The term totient comes from the Tot- in Total meaning the whole and -tient from Quo-tient meaning the quotient. It can be understood in this way though it’s not used outside of mathematics, more specifically number theory, where it’s often referred to as the Phi function.

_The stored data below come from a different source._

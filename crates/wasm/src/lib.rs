use std::path::Path;

use folio_core::{LANGUAGE_KEY, MemoryPreferences, PreferenceStore, Settings, TranslationStore};
use folio_protocol::TabId;
use wasm_bindgen::prelude::*;

/// Host timestamps arrive as JS numbers.
fn ms(now_ms: f64) -> u64 {
    now_ms.max(0.0) as u64
}

fn parse_tab(tab: &str) -> Option<TabId> {
    TabId::ALL.into_iter().find(|id| id.as_str() == tab)
}

/// The portfolio driven by a browser host. The host owns the clock,
/// calls `tick` on animation frames and persists `language()` itself.
#[wasm_bindgen]
pub struct Portfolio {
    inner: folio_core::Portfolio<MemoryPreferences>,
}

#[wasm_bindgen]
impl Portfolio {
    /// `settings_json` uses the same shape as the terminal settings file.
    /// `stored_language` is whatever the host saved last time.
    #[wasm_bindgen(constructor)]
    pub fn new(
        settings_json: Option<String>,
        stored_language: Option<String>,
    ) -> Result<Portfolio, JsError> {
        let settings = match settings_json.as_deref() {
            Some(text) => Settings::from_json(text, Path::new("<host settings>"))
                .map_err(|e| JsError::new(&e.to_string()))?,
            None => Settings::default(),
        };
        let store = TranslationStore::embedded().map_err(|e| JsError::new(&e.to_string()))?;
        let mut preferences = MemoryPreferences::new();
        if let Some(language) = stored_language.as_deref() {
            preferences = preferences.with(LANGUAGE_KEY, language);
        }
        Ok(Self {
            inner: folio_core::Portfolio::new(store, preferences, settings),
        })
    }

    /// Resolve the locale and start the first tab. Returns the locale.
    pub fn hydrate(&mut self, now_ms: f64) -> String {
        self.inner.hydrate(ms(now_ms)).to_string()
    }

    pub fn is_hydrated(&self) -> bool {
        self.inner.is_hydrated()
    }

    /// Advance time. Returns whether the frame changed.
    pub fn tick(&mut self, now_ms: f64) -> bool {
        self.inner.tick(ms(now_ms))
    }

    /// When the next `tick` has work to do, if ever.
    pub fn next_wakeup(&self) -> Option<f64> {
        self.inner.next_wakeup().map(|at| at as f64)
    }

    pub fn select_tab(&mut self, tab: &str, now_ms: f64) -> Result<bool, JsError> {
        let tab = parse_tab(tab).ok_or_else(|| JsError::new(&format!("unknown tab: {tab}")))?;
        Ok(self.inner.select_tab(tab, ms(now_ms)))
    }

    pub fn toggle_locale(&mut self, now_ms: f64) -> Result<String, JsError> {
        self.inner
            .toggle_locale(ms(now_ms))
            .map(|locale| locale.to_string())
            .map_err(|e| JsError::new(&e.to_string()))
    }

    pub fn toggle_career(&mut self, id: &str) -> bool {
        self.inner.toggle_career(id)
    }

    /// The language preference to persist, once one has been chosen.
    pub fn language(&self) -> Option<String> {
        self.inner
            .preferences()
            .load(LANGUAGE_KEY)
            .ok()
            .flatten()
    }

    /// The current frame as JSON, or `undefined` before hydration.
    pub fn frame_json(&self) -> Result<Option<String>, JsError> {
        self.inner
            .frame()
            .map(|frame| serde_json::to_string(&frame))
            .transpose()
            .map_err(|e| JsError::new(&e.to_string()))
    }
}

#[cfg(test)]
mod tests {
    use super::*;

    #[test]
    fn tab_names_match_wire_form() {
        assert_eq!(parse_tab("careers"), Some(TabId::Careers));
        assert_eq!(parse_tab("Careers"), None);
    }

    #[test]
    fn stored_language_is_used_and_toggled() {
        let mut portfolio =
            Portfolio::new(Some(r#"{"seed": 1}"#.into()), Some("en".into())).expect("builds");
        assert!(portfolio.frame_json().expect("serializes").is_none());
        assert!(!portfolio.is_hydrated());
        assert_eq!(portfolio.hydrate(0.0), "en");
        assert!(portfolio.is_hydrated());
        assert!(portfolio.toggle_locale(10.0).is_ok());
        assert_eq!(portfolio.language().as_deref(), Some("ja"));
    }

    #[test]
    fn frame_json_reports_the_active_tab() {
        let mut portfolio = Portfolio::new(None, None).expect("builds");
        portfolio.hydrate(0.0);
        assert!(portfolio.select_tab("skills", 5.0).is_ok());
        let json = portfolio.frame_json().expect("serializes").expect("hydrated");
        assert!(json.contains(r#""active_tab":"skills""#));
    }
}
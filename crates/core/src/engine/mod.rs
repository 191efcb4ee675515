//! Clock-free animation engine shared by every tab.

pub mod runtime;
pub mod scheduler;
pub mod sequencer;
pub mod timing;
pub mod typewriter;

pub use runtime::TabRuntime;
pub use scheduler::{Fired, Scheduler};
pub use sequencer::{Phase, RevealSequencer, SequencerEvent, Stage, Step};
pub use timing::{DelayTable, RevealPlan};
pub use typewriter::{MotionPolicy, Progress, Typewriter, TypewriterTiming};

Start by manually calculating from $1$ to about $10$ to get the hang of it. $$ \begin{align*} \phi ( 1 ) = & \left| \left\{ 1 \right\} \right| = 1 =1 \\ \phi ( 2 ) = & \left| \left\{ 1 \right\} \right| = 2 {{1} \over {2}} = 1 \\ \phi ( 3 ) = & \left| \left\{ 1 , 2 \right\} \right| = 3 {{2} \over {3}} = 2 \\ \phi ( 4 ) = & \left| \left\{ 1 , 3 \right\} \right| = 4 {{1} \over {2}} = 2 \\ \phi ( 5 ) = & \left| \left\{ 1 , 2 , 3 , 4 \right\} \right| = 5 {{4} \over {5}} = 4 \\ \phi ( 6 ) = & \left| \left\{ 1 , 5 \right\} \right| = 6 {{1} \over {2}} {{2} \over {3}} = 2 \\ \phi ( 7 ) = & \left| \left\{ 1 , 2 , 3 , 4 , 5 , 6 \right\} \right| = 7 {{6} \over {7}} = 6 \\ \phi ( 8 ) = & \left| \left\{ 1 , 3 , 5 , 7 \right\} \right| = 8 {{1} \over {2}} = 4 \\ \phi ( 9 ) = & \left| \left\{ 1 , 2, 4 , 5 , 7, 8, \right\} \right| = 9 {{2} \over {3}} = 6 \\ \phi ( 10 ) = & \left| \left\{ 1 , 3 , 7 , 9 \right\} \right| = 10 {{1} \over {2}} {{4} \over {5}} = 4 \end{align*} $$

At first glance, it may be wondered why such a seemingly difficult and irregular function is necessary. It turns out that it has many beautiful properties and serves as a foundation for various theories.

Theorem

For a prime number $p$, then $\phi (p^{k}) = p^{k} - p^{k-1}$

Proof

Strategy: The function value for the power of a prime can easily be counted.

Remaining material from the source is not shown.